• _Task objective_: Down to the last character, repeat the data that follows.
== Dataset records ==
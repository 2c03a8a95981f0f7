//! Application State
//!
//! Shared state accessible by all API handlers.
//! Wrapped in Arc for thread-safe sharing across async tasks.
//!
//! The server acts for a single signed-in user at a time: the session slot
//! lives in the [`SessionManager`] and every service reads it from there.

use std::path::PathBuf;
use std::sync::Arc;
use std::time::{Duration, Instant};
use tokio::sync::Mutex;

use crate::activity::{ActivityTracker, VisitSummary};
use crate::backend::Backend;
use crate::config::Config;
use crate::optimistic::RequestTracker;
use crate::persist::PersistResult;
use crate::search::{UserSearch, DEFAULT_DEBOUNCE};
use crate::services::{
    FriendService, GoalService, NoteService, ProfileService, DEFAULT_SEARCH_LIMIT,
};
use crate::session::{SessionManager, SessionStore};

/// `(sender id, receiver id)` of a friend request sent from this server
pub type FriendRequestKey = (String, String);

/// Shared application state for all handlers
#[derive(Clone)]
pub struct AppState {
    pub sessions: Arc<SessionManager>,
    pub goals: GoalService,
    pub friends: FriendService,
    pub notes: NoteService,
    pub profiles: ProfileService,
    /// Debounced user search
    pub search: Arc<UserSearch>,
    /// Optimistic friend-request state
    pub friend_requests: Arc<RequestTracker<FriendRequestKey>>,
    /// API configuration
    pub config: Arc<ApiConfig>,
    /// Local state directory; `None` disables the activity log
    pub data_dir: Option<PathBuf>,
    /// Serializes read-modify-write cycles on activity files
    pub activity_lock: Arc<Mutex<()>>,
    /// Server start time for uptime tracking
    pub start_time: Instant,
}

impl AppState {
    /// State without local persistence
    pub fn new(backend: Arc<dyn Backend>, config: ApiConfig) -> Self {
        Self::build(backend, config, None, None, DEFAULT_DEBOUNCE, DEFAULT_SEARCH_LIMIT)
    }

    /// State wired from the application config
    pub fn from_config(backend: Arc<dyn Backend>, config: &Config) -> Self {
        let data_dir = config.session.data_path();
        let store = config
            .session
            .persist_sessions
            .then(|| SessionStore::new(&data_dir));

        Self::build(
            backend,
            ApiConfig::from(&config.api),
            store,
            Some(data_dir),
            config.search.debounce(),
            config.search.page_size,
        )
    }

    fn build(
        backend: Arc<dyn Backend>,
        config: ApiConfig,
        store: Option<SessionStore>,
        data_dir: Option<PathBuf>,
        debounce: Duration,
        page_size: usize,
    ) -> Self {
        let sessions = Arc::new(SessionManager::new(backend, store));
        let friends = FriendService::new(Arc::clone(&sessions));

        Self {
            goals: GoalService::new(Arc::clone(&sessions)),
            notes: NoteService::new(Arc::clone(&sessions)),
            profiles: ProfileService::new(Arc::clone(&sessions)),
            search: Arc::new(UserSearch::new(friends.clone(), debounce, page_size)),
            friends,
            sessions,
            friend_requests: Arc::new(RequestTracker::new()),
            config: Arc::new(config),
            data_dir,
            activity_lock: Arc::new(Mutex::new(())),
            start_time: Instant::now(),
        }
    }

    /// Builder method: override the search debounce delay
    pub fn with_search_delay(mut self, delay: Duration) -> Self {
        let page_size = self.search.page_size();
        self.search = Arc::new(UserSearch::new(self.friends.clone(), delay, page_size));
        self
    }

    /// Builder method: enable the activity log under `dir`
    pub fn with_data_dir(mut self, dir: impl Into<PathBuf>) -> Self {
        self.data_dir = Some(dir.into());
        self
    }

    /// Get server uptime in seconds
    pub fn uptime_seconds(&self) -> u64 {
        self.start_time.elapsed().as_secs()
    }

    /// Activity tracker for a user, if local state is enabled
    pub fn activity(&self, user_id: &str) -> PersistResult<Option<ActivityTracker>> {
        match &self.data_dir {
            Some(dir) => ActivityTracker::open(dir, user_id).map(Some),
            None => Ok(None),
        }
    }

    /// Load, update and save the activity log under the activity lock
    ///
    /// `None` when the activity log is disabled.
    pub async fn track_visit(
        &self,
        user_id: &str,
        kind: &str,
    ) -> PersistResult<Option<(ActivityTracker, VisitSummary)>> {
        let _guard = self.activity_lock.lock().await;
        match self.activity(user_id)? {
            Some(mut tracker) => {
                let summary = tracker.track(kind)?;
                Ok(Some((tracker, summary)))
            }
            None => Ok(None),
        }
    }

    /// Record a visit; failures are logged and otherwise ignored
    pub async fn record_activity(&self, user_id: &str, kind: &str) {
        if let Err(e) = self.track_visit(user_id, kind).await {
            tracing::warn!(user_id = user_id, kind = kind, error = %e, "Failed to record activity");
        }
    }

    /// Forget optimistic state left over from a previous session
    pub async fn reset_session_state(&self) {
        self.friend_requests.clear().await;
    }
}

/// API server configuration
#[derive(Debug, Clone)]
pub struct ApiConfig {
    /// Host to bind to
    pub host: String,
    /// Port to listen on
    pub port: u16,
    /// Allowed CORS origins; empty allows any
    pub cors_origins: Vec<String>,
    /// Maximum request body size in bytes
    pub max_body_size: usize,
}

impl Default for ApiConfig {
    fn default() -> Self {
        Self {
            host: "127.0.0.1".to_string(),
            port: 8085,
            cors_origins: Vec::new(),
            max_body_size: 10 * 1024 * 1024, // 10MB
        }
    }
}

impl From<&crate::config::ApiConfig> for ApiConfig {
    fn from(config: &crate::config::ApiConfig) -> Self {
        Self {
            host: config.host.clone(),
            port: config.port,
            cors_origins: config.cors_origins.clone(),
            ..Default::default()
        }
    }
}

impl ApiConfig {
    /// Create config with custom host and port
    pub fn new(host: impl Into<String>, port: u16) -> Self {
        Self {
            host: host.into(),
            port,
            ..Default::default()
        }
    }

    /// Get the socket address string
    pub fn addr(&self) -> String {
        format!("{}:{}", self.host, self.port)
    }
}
===
• _Answer section_:
repository 2c03a8a95981f0f7
//! Application State
//!
//! Shared state accessible by all API handlers.
//! Wrapped in Arc for thread-safe sharing across async tasks.
//!
//! The server acts for a single signed-in user at a time: the session slot
//! lives in the [`SessionManager`] and every service reads it from there.

use std::path::PathBuf;
use std::sync::Arc;
use std::time::{Duration, Instant};
use tokio::sync::Mutex;

use crate::activity::{ActivityTracker, VisitSummary};
use crate::backend::Backend;
use crate::config::Config;
use crate::optimistic::RequestTracker;
use crate::persist::PersistResult;
use crate::search::{UserSearch, DEFAULT_DEBOUNCE};
use crate::services::{
    FriendService, GoalService, NoteService, ProfileService, DEFAULT_SEARCH_LIMIT,
};
use crate::session::{SessionManager, SessionStore};

/// `(sender id, receiver id)` of a friend request sent from this server
pub type FriendRequestKey = (String, String);

/// Shared application state for all handlers
#[derive(Clone)]
pub struct AppState {
    pub sessions: Arc<SessionManager>,
    pub goals: GoalService,
    pub friends: FriendService,
    pub notes: NoteService,
    pub profiles: ProfileService,
    /// Debounced user search
    pub search: Arc<UserSearch>,
    /// Optimistic friend-request state
    pub friend_requests: Arc<RequestTracker<FriendRequestKey>>,
    /// API configuration
    pub config: Arc<ApiConfig>,
    /// Local state directory; `None` disables the activity log
    pub data_dir: Option<PathBuf>,
    /// Serializes read-modify-write cycles on activity files
    pub activity_lock: Arc<Mutex<()>>,
    /// Server start time for uptime tracking
    pub start_time: Instant,
}

impl AppState {
    /// State without local persistence
    pub fn new(backend: Arc<dyn Backend>, config: ApiConfig) -> Self {
        Self::build(backend, config, None, None, DEFAULT_DEBOUNCE, DEFAULT_SEARCH_LIMIT)
    }

    /// State wired from the application config
    pub fn from_config(backend: Arc<dyn Backend>, config: &Config) -> Self {
        let data_dir = config.session.data_path();
        let store = config
            .session
            .persist_sessions
            .then(|| SessionStore::new(&data_dir));

        Self::build(
            backend,
            ApiConfig::from(&config.api),
            store,
            Some(data_dir),
            config.search.debounce(),
            config.search.page_size,
        )
    }

    fn build(
        backend: Arc<dyn Backend>,
        config: ApiConfig,
        store: Option<SessionStore>,
        data_dir: Option<PathBuf>,
        debounce: Duration,
        page_size: usize,
    ) -> Self {
        let sessions = Arc::new(SessionManager::new(backend, store));
        let friends = FriendService::new(Arc::clone(&sessions));

        Self {
            goals: GoalService::new(Arc::clone(&sessions)),
            notes: NoteService::new(Arc::clone(&sessions)),
            profiles: ProfileService::new(Arc::clone(&sessions)),
            search: Arc::new(UserSearch::new(friends.clone(), debounce, page_size)),
            friends,
            sessions,
            friend_requests: Arc::new(RequestTracker::new()),
            config: Arc::new(config),
            data_dir,
            activity_lock: Arc::new(Mutex::new(())),
            start_time: Instant::now(),
        }
    }

    /// Builder method: override the search debounce delay
    pub fn with_search_delay(mut self, delay: Duration) -> Self {
        let page_size = self.search.page_size();
        self.search = Arc::new(UserSearch::new(self.friends.clone(), delay, page_size));
        self
    }

    /// Builder method: enable the activity log under `dir`
    pub fn with_data_dir(mut self, dir: impl Into<PathBuf>) -> Self {
        self.data_dir = Some(dir.into());
        self
    }

    /// Get server uptime in seconds
    pub fn uptime_seconds(&self) -> u64 {
        self.start_time.elapsed().as_secs()
    }

    /// Activity tracker for a user, if local state is enabled
    pub fn activity(&self, user_id: &str) -> PersistResult<Option<ActivityTracker>> {
        match &self.data_dir {
            Some(dir) => ActivityTracker::open(dir, user_id).map(Some),
            None => Ok(None),
        }
    }

    /// Load, update and save the activity log under the activity lock
    ///
    /// `None` when the activity log is disabled.
    pub async fn track_visit(
        &self,
        user_id: &str,
        kind: &str,
    ) -> PersistResult<Option<(ActivityTracker, VisitSummary)>> {
        let _guard = self.activity_lock.lock().await;
        match self.activity(user_id)? {
            Some(mut tracker) => {
                let summary = tracker.track(kind)?;
                Ok(Some((tracker, summary)))
            }
            None => Ok(None),
        }
    }

    /// Record a visit; failures are logged and otherwise ignored
    pub async fn record_activity(&self, user_id: &str, kind: &str) {
        if let Err(e) = self.track_visit(user_id, kind).await {
            tracing::warn!(user_id = user_id, kind = kind, error = %e, "Failed to record activity");
        }
    }

    /// Forget optimistic state left over from a previous session
    pub async fn reset_session_state(&self) {
        self.friend_requests.clear().await;
    }
}

/// API server configuration
#[derive(Debug, Clone)]
pub struct ApiConfig {
    /// Host to bind to
    pub host: String,
    /// Port to listen on
    pub port: u16,
    /// Allowed CORS origins; empty allows any
    pub cors_origins: Vec<String>,
    /// Maximum request body size in bytes
    pub max_body_size: usize,
}

impl Default for ApiConfig {
    fn default() -> Self {
        Self {
            host: "127.0.0.1".to_string(),
            port: 8085,
            cors_origins: Vec::new(),
            max_body_size: 10 * 1024 * 1024, // 10MB
        }
    }
}

impl From<&crate::config::ApiConfig> for ApiConfig {
    fn from(config: &crate::config::ApiConfig) -> Self {
        Self {
            host: config.host.clone(),
            port: config.port,
            cors_origins: config.cors_origins.clone(),
            ..Default::default()
        }
    }
}

impl ApiConfig {
    /// Create config with custom host and port
    pub fn new(host: impl Into<String>, port: u16) -> Self {
        Self {
            host: host.into(),
            port,
            ..Default::default()
        }
    }

    /// Get the socket address string
    pub fn addr(&self) -> String {
        format!("{}:{}", self.host, self.port)
    }
}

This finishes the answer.